EXERCISE BRIEF – Please print all of the records shown below, exactly as given.

(Beginning of SOURCE DATA)

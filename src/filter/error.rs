use thiserror::Error;

/// Errors raised while compiling a structured filter into SQL. Every variant
/// surfaces as a 400 at the API boundary.
#[derive(Error, Debug)]
pub enum FilterError {
    #[error("Table name is not a valid identifier: {0}")]
    InvalidTableName(String),

    #[error("Column name is not a valid identifier: {0}")]
    InvalidColumn(String),

    #[error("Malformed where clause: {0}")]
    InvalidWhereClause(String),

    #[error("Operator is not part of the filter language: {0}")]
    UnsupportedOperator(String),

    #[error("Operand does not fit the operator: {0}")]
    InvalidOperatorData(String),

    #[error("Limit out of range: {0}")]
    InvalidLimit(String),

    #[error("Offset out of range: {0}")]
    InvalidOffset(String),
}
use serde::{Deserialize, Serialize};

/// Structured filter payload accepted by the find endpoints
#[derive(Debug, Clone, Default, Serialize, Deserialize)]
pub struct FilterData {
    pub select: Option<Vec<String>>,
    #[serde(rename = "where")]
    pub where_clause: Option<serde_json::Value>,
    pub order: Option<serde_json::Value>,
    pub limit: Option<i32>,
    pub offset: Option<i32>,
}

#[derive(Debug, Clone, Copy, PartialEq, Eq)]
pub enum FilterOp {
    Eq,
    Ne,
    Gt,
    Gte,
    Lt,
    Lte,
    Like,
    NLike,
    ILike,
    In,
    NIn,
    Between,
    Null,
}

#[derive(Debug, Clone)]
pub struct FilterWhereOptions {
    /// Include soft-deleted rows (`deleted_at IS NOT NULL`)
    pub include_deleted: bool,
}

impl Default for FilterWhereOptions {
    fn default() -> Self {
        Self {
            include_deleted: false,
        }
    }
}

#[derive(Debug, Clone, Copy, PartialEq, Eq)]
pub enum SortDirection {
    Asc,
    Desc,
}

impl SortDirection {
    pub fn to_sql(&self) -> &'static str {
        match self {
            SortDirection::Asc => "ASC",
            SortDirection::Desc => "DESC",
        }
    }
}

#[derive(Debug, Clone)]
pub struct FilterOrderInfo {
    pub column: String,
    pub sort: SortDirection,
}

/// A generated query fragment plus its positional parameters
#[derive(Debug, Clone)]
pub struct SqlResult {
    pub query: String,
    pub params: Vec<serde_json::Value>,
}

/// Identifier check shared by table, column, and order validation.
/// Accepts `[a-zA-Z_][a-zA-Z0-9_]*` only, which is what gets interpolated
/// into quoted SQL identifiers.
pub fn is_valid_identifier(name: &str) -> bool {
    let mut chars = name.chars();
    match chars.next() {
        Some(c) if c.is_ascii_alphabetic() || c == '_' => {}
        _ => return false,
    }
    chars.all(|c| c.is_ascii_alphanumeric() || c == '_')
}

#[cfg(test)]
mod tests {
    use super::*;

    #[test]
    fn identifier_validation() {
        assert!(is_valid_identifier("pages"));
        assert!(is_valid_identifier("_audit_log"));
        assert!(is_valid_identifier("client_vehicles2"));
        assert!(!is_valid_identifier(""));
        assert!(!is_valid_identifier("2pages"));
        assert!(!is_valid_identifier("pages; drop table"));
        assert!(!is_valid_identifier("pa-ges"));
    }

    #[test]
    fn filter_data_accepts_where_key() {
        let data: FilterData = serde_json::from_value(serde_json::json!({
            "where": { "published": true },
            "limit": 10
        }))
        .unwrap();
        assert!(data.where_clause.is_some());
        assert_eq!(data.limit, Some(10));
    }
}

(End of SOURCE DATA)

PROBLEM SOLUTION –
filename src/filter/error.rs
use thiserror::Error;

/// Errors raised while compiling a structured filter into SQL. Every variant
/// surfaces as a 400 at the API boundary.
#[derive(Error, Debug)]
pub enum FilterError {
    #[error("Table name is not a valid identifier: {0}")]
    InvalidTableName(String),

    #[error("Column name is not a valid identifier: {0}")]
    InvalidColumn(String),

    #[error("Malformed where clause: {0}")]
    InvalidWhereClause(String),

    #[error("Operator is not part of the filter language: {0}")]
    UnsupportedOperator(String),

    #[error("Operand does not fit the operator: {0}")]
    InvalidOperatorData(String),

    #[error("Limit out of range: {0}")]
    InvalidLimit(String),

    #[error("Offset out of range: {0}")]
    InvalidOffset(String),
}
use serde::{Deserialize, Serialize};

/// Structured filter payload accepted by the find endpoints
#[derive(Debug, Clone, Default, Serialize, Deserialize)]
pub struct FilterData {
    pub select: Option<Vec<String>>,
    #[serde(rename = "where")]
    pub where_clause: Option<serde_json::Value>,
    pub order: Option<serde_json::Value>,
    pub limit: Option<i32>,
    pub offset: Option<i32>,
}

#[derive(Debug, Clone, Copy, PartialEq, Eq)]
pub enum FilterOp {
    Eq,
    Ne,
    Gt,
    Gte,
    Lt,
    Lte,
    Like,
    NLike,
    ILike,
    In,
    NIn,
    Between,
    Null,
}

#[derive(Debug, Clone)]
pub struct FilterWhereOptions {
    /// Include soft-deleted rows (`deleted_at IS NOT NULL`)
    pub include_deleted: bool,
}

impl Default for FilterWhereOptions {
    fn default() -> Self {
        Self {
            include_deleted: false,
        }
    }
}

#[derive(Debug, Clone, Copy, PartialEq, Eq)]
pub enum SortDirection {
    Asc,
    Desc,
}

impl SortDirection {
    pub fn to_sql(&self) -> &'static str {
        match self {
            SortDirection::Asc => "ASC",
            SortDirection::Desc => "DESC",
        }
    }
}

#[derive(Debug, Clone)]
pub struct FilterOrderInfo {
    pub column: String,
    pub sort: SortDirection,
}

/// A generated query fragment plus its positional parameters
#[derive(Debug, Clone)]
pub struct SqlResult {
    pub query: String,
    pub params: Vec<serde_json::Value>,
}

/// Identifier check shared by table, column, and order validation.
/// Accepts `[a-zA-Z_][a-zA-Z0-9_]*` only, which is what gets interpolated
/// into quoted SQL identifiers.
pub fn is_valid_identifier(name: &str) -> bool {
    let mut chars = name.chars();
    match chars.next() {
        Some(c) if c.is_ascii_alphabetic() || c == '_' => {}
        _ => return false,
    }
    chars.all(|c| c.is_ascii_alphanumeric() || c == '_')
}

#[cfg(test)]
mod tests {
    use super::*;

    #[test]
    fn identifier_validation() {
        assert!(is_valid_identifier("pages"));
        assert!(is_valid_identifier("_audit_log"));
        assert!(is_valid_identifier("client_vehicles2"));
        assert!(!is_valid_identifier(""));
        assert!(!is_valid_identifier("2pages"));
        assert!(!is_valid_identifier("pages; drop table"));
        assert!(!is_valid_identifier("pa-ges"));
    }

    #[test]
    fn filter_data_accepts_where_key() {
        let data: FilterData = serde_json::from_value(serde_json::json!({
            "where": { "published": true },
            "limit": 10
        }))
        .unwrap();
        assert!(data.where_clause.is_some());
        assert_eq!(data.limit, Some(10));
    }
}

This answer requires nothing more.